# Work instructions
Report, as a bare number, how many lines in the data contain "format".

*** Records for this task Section Begins ***

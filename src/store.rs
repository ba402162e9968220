//! Binding store
//!
//! Holds every settings group: per-key keydown/keyup bindings and labels,
//! per-channel performance parameters and the program/controller cache.
//! Exactly one group is current; all getters and setters address it.

use crate::action::{clamp_value, wrap_value, ActionEvent};
use crate::midi::MidiMessage;

/// Upper bound on the number of settings groups
pub const MAX_GROUPS: usize = 256;
/// Physical key codes are bytes
pub const KEY_COUNT: usize = 256;
pub const CHANNEL_COUNT: usize = 16;
pub const CONTROLLER_COUNT: usize = 128;
/// Longest label kept, in UTF-8 bytes
pub const LABEL_MAX_BYTES: usize = 15;

pub const OCTAVE_RANGE: (i32, i32) = (-1, 1);
pub const TRANSPOSE_RANGE: (i32, i32) = (-64, 64);
pub const VELOCITY_RANGE: (i32, i32) = (0, 127);
pub const CHANNEL_RANGE: (i32, i32) = (0, 15);
pub const KEY_SIGNATURE_RANGE: (i32, i32) = (-4, 7);

pub const DEFAULT_VELOCITY: u8 = 127;

/// Performance parameters of one input channel
#[derive(Debug, Clone, PartialEq, Eq)]
pub struct ChannelParams {
    pub octave: i8,
    pub transpose: i8,
    pub velocity: u8,
    /// Output channel remap
    pub channel: u8,
    pub program: Option<u8>,
    pub controllers: [Option<u8>; CONTROLLER_COUNT],
}

impl Default for ChannelParams {
    fn default() -> Self {
        Self {
            octave: 0,
            transpose: 0,
            velocity: DEFAULT_VELOCITY,
            channel: 0,
            program: None,
            controllers: [None; CONTROLLER_COUNT],
        }
    }
}

/// Bindings attached to one physical key
#[derive(Debug, Clone, Default, PartialEq, Eq)]
pub struct KeyBinding {
    pub keydown: Vec<ActionEvent>,
    pub keyup: Vec<ActionEvent>,
    pub label: Option<String>,
}

impl KeyBinding {
    pub fn is_empty(&self) -> bool {
        self.keydown.is_empty() && self.keyup.is_empty() && self.label.is_none()
    }
}

/// One complete snapshot of channel parameters and key bindings
#[derive(Debug, Clone, PartialEq, Eq)]
pub struct SettingsGroup {
    pub key_signature: i8,
    pub channels: [ChannelParams; CHANNEL_COUNT],
    pub keys: Vec<KeyBinding>,
}
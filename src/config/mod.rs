//! Configuration management for FreeKeys
//!
//! Handles loading, parsing and validation of the YAML application config.
//! The keymap it points to is watched separately by [`KeymapWatcher`].

pub mod watcher;

use std::path::{Path, PathBuf};

use anyhow::{Context, Result};
use serde::{Deserialize, Serialize};
use tokio::fs;

use crate::engine::EngineOptions;
use crate::song::DEFAULT_MAX_EVENTS;
use crate::transient::DEFAULT_RESTORE_WINDOW_MS;

pub use watcher::KeymapWatcher;

/// Root configuration structure
#[derive(Debug, Clone, Default, PartialEq, Deserialize, Serialize)]
pub struct AppConfig {
    #[serde(default)]
    pub midi: MidiConfig,
    /// Keymap file; the compiled-in default keymap is used when absent
    #[serde(default, skip_serializing_if = "Option::is_none")]
    pub keymap: Option<PathBuf>,
    #[serde(default)]
    pub engine: EngineConfig,
}

/// MIDI port configuration, matched by case-insensitive substring
#[derive(Debug, Clone, Default, PartialEq, Eq, Deserialize, Serialize)]
pub struct MidiConfig {
    #[serde(default, skip_serializing_if = "Option::is_none")]
    pub output_port: Option<String>,
    #[serde(default, skip_serializing_if = "Option::is_none")]
    pub input_port: Option<String>,
}

/// Engine timing and capacity
#[derive(Debug, Clone, PartialEq, Deserialize, Serialize)]
pub struct EngineConfig {
    /// Host update cadence
    #[serde(default = "default_tick_ms")]
    pub tick_ms: u64,
    #[serde(default = "default_play_speed")]
    pub play_speed: f64,
    #[serde(default = "default_restore_window_ms")]
    pub restore_window_ms: f64,
    #[serde(default = "default_max_events")]
    pub max_events: usize,
}

impl Default for EngineConfig {
    fn default() -> Self {
        Self {
            tick_ms: default_tick_ms(),
            play_speed: default_play_speed(),
            restore_window_ms: default_restore_window_ms(),
            max_events: default_max_events(),
        }
    }
}

impl EngineConfig {
    pub fn options(&self) -> EngineOptions {
        EngineOptions {
            restore_window_ms: self.restore_window_ms,
            max_events: self.max_events,
        }
    }
}

impl AppConfig {
    /// Load configuration from file with validation
    pub async fn load(path: &Path) -> Result<Self> {
        let contents = fs::read_to_string(path)
            .await
            .with_context(|| format!("Failed to read config file: {}", path.display()))?;

        let config: AppConfig = serde_yaml::from_str(&contents)
            .with_context(|| format!("Failed to parse YAML config: {}", path.display()))?;

        config.validate()?;

        Ok(config)
    }

    /// Save configuration to file
    pub async fn save(&self, path: &Path) -> Result<()> {
        let yaml = serde_yaml::to_string(self).context("Failed to serialize config to YAML")?;

        fs::write(path, yaml)
            .await
            .with_context(|| format!("Failed to write config file: {}", path.display()))?;

        Ok(())
    }

    /// Validate configuration for correctness and consistency
    pub fn validate(&self) -> Result<()> {
        for (name, port) in [("output_port", &self.midi.output_port), ("input_port", &self.midi.input_port)] {
            if port.as_deref().is_some_and(|p| p.trim().is_empty()) {
                anyhow::bail!("MIDI {} cannot be empty (omit it instead)", name);
            }
        }

        if self.engine.tick_ms == 0 || self.engine.tick_ms > 1000 {
            anyhow::bail!("engine.tick_ms must be 1-1000, got {}", self.engine.tick_ms);
        }
        if !(self.engine.play_speed.is_finite() && self.engine.play_speed >= 0.0) {
            anyhow::bail!("engine.play_speed must be a non-negative number");
        }
        if !(self.engine.restore_window_ms.is_finite() && self.engine.restore_window_ms >= 0.0) {
            anyhow::bail!("engine.restore_window_ms must be a non-negative number");
        }
        if self.engine.max_events < 2 {
            anyhow::bail!("engine.max_events must be at least 2, got {}", self.engine.max_events);
        }

        Ok(())
    }

    /// Keymap path, relative paths resolved against the config file's directory
    pub fn keymap_path(&self, config_path: &Path) -> Option<PathBuf> {
        let keymap = self.keymap.as_ref()?;
        if keymap.is_absolute() {
            return Some(keymap.clone());
        }
        let base = config_path.parent().unwrap_or_else(|| Path::new("."));
        Some(base.join(keymap))
    }
}

// Default value functions
fn default_tick_ms() -> u64 { 1 }
fn default_play_speed() -> f64 { 1.0 }
fn default_restore_window_ms() -> f64 { DEFAULT_RESTORE_WINDOW_MS }
fn default_max_events() -> usize { DEFAULT_MAX_EVENTS }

*** Records for this task Section Ends ***

# Response area
3